__EXERCISE BRIEF__:
Please repeat each of the records that follow, exactly as written.

__SUPPLIED MATERIAL__:
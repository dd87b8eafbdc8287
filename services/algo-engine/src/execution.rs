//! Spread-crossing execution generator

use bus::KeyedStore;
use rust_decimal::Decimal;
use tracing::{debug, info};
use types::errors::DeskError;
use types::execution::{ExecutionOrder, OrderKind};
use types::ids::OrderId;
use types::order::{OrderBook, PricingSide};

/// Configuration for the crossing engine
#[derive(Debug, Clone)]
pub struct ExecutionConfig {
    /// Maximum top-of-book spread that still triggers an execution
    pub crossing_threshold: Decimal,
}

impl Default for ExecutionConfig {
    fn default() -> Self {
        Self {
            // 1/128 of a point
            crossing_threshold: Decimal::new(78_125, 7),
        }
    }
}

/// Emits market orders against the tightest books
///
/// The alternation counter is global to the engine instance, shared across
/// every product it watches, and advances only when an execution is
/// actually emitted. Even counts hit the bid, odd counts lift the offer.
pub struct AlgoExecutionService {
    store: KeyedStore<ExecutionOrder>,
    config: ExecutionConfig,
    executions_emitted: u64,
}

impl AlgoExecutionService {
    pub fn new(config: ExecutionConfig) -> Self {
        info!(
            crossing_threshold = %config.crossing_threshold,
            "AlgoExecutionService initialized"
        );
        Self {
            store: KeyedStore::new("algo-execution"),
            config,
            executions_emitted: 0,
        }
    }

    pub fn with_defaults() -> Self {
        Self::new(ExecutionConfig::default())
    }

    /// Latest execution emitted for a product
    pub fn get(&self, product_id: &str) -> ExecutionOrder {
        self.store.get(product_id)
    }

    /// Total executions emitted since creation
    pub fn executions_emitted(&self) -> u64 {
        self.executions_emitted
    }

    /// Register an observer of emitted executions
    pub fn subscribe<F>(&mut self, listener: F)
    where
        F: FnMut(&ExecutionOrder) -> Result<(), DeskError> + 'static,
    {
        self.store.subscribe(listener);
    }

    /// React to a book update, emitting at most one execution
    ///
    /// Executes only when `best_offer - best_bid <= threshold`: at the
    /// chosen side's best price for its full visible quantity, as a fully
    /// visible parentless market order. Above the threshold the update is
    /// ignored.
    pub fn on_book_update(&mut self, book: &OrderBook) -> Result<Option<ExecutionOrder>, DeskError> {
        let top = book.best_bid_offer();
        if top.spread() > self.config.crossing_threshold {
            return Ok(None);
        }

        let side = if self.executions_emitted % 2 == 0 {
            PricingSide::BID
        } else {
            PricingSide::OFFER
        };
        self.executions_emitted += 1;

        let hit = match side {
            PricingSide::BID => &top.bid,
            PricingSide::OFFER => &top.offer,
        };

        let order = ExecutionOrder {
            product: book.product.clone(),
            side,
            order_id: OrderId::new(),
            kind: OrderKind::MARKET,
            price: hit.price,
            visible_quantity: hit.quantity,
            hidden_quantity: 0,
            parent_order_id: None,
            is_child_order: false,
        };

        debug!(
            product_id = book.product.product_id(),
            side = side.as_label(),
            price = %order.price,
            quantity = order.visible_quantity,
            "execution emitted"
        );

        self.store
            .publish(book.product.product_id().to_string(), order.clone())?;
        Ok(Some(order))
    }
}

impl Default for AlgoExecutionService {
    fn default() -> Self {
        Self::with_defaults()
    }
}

__THE ANSWER__:
repository dd87b8eafbdc8287
filename services/algo-engine/src/execution.rs
//! Spread-crossing execution generator

use bus::KeyedStore;
use rust_decimal::Decimal;
use tracing::{debug, info};
use types::errors::DeskError;
use types::execution::{ExecutionOrder, OrderKind};
use types::ids::OrderId;
use types::order::{OrderBook, PricingSide};

/// Configuration for the crossing engine
#[derive(Debug, Clone)]
pub struct ExecutionConfig {
    /// Maximum top-of-book spread that still triggers an execution
    pub crossing_threshold: Decimal,
}

impl Default for ExecutionConfig {
    fn default() -> Self {
        Self {
            // 1/128 of a point
            crossing_threshold: Decimal::new(78_125, 7),
        }
    }
}

/// Emits market orders against the tightest books
///
/// The alternation counter is global to the engine instance, shared across
/// every product it watches, and advances only when an execution is
/// actually emitted. Even counts hit the bid, odd counts lift the offer.
pub struct AlgoExecutionService {
    store: KeyedStore<ExecutionOrder>,
    config: ExecutionConfig,
    executions_emitted: u64,
}

impl AlgoExecutionService {
    pub fn new(config: ExecutionConfig) -> Self {
        info!(
            crossing_threshold = %config.crossing_threshold,
            "AlgoExecutionService initialized"
        );
        Self {
            store: KeyedStore::new("algo-execution"),
            config,
            executions_emitted: 0,
        }
    }

    pub fn with_defaults() -> Self {
        Self::new(ExecutionConfig::default())
    }

    /// Latest execution emitted for a product
    pub fn get(&self, product_id: &str) -> ExecutionOrder {
        self.store.get(product_id)
    }

    /// Total executions emitted since creation
    pub fn executions_emitted(&self) -> u64 {
        self.executions_emitted
    }

    /// Register an observer of emitted executions
    pub fn subscribe<F>(&mut self, listener: F)
    where
        F: FnMut(&ExecutionOrder) -> Result<(), DeskError> + 'static,
    {
        self.store.subscribe(listener);
    }

    /// React to a book update, emitting at most one execution
    ///
    /// Executes only when `best_offer - best_bid <= threshold`: at the
    /// chosen side's best price for its full visible quantity, as a fully
    /// visible parentless market order. Above the threshold the update is
    /// ignored.
    pub fn on_book_update(&mut self, book: &OrderBook) -> Result<Option<ExecutionOrder>, DeskError> {
        let top = book.best_bid_offer();
        if top.spread() > self.config.crossing_threshold {
            return Ok(None);
        }

        let side = if self.executions_emitted % 2 == 0 {
            PricingSide::BID
        } else {
            PricingSide::OFFER
        };
        self.executions_emitted += 1;

        let hit = match side {
            PricingSide::BID => &top.bid,
            PricingSide::OFFER => &top.offer,
        };

        let order = ExecutionOrder {
            product: book.product.clone(),
            side,
            order_id: OrderId::new(),
            kind: OrderKind::MARKET,
            price: hit.price,
            visible_quantity: hit.quantity,
            hidden_quantity: 0,
            parent_order_id: None,
            is_child_order: false,
        };

        debug!(
            product_id = book.product.product_id(),
            side = side.as_label(),
            price = %order.price,
            quantity = order.visible_quantity,
            "execution emitted"
        );

        self.store
            .publish(book.product.product_id().to_string(), order.clone())?;
        Ok(Some(order))
    }
}

impl Default for AlgoExecutionService {
    fn default() -> Self {
        Self::with_defaults()
    }
}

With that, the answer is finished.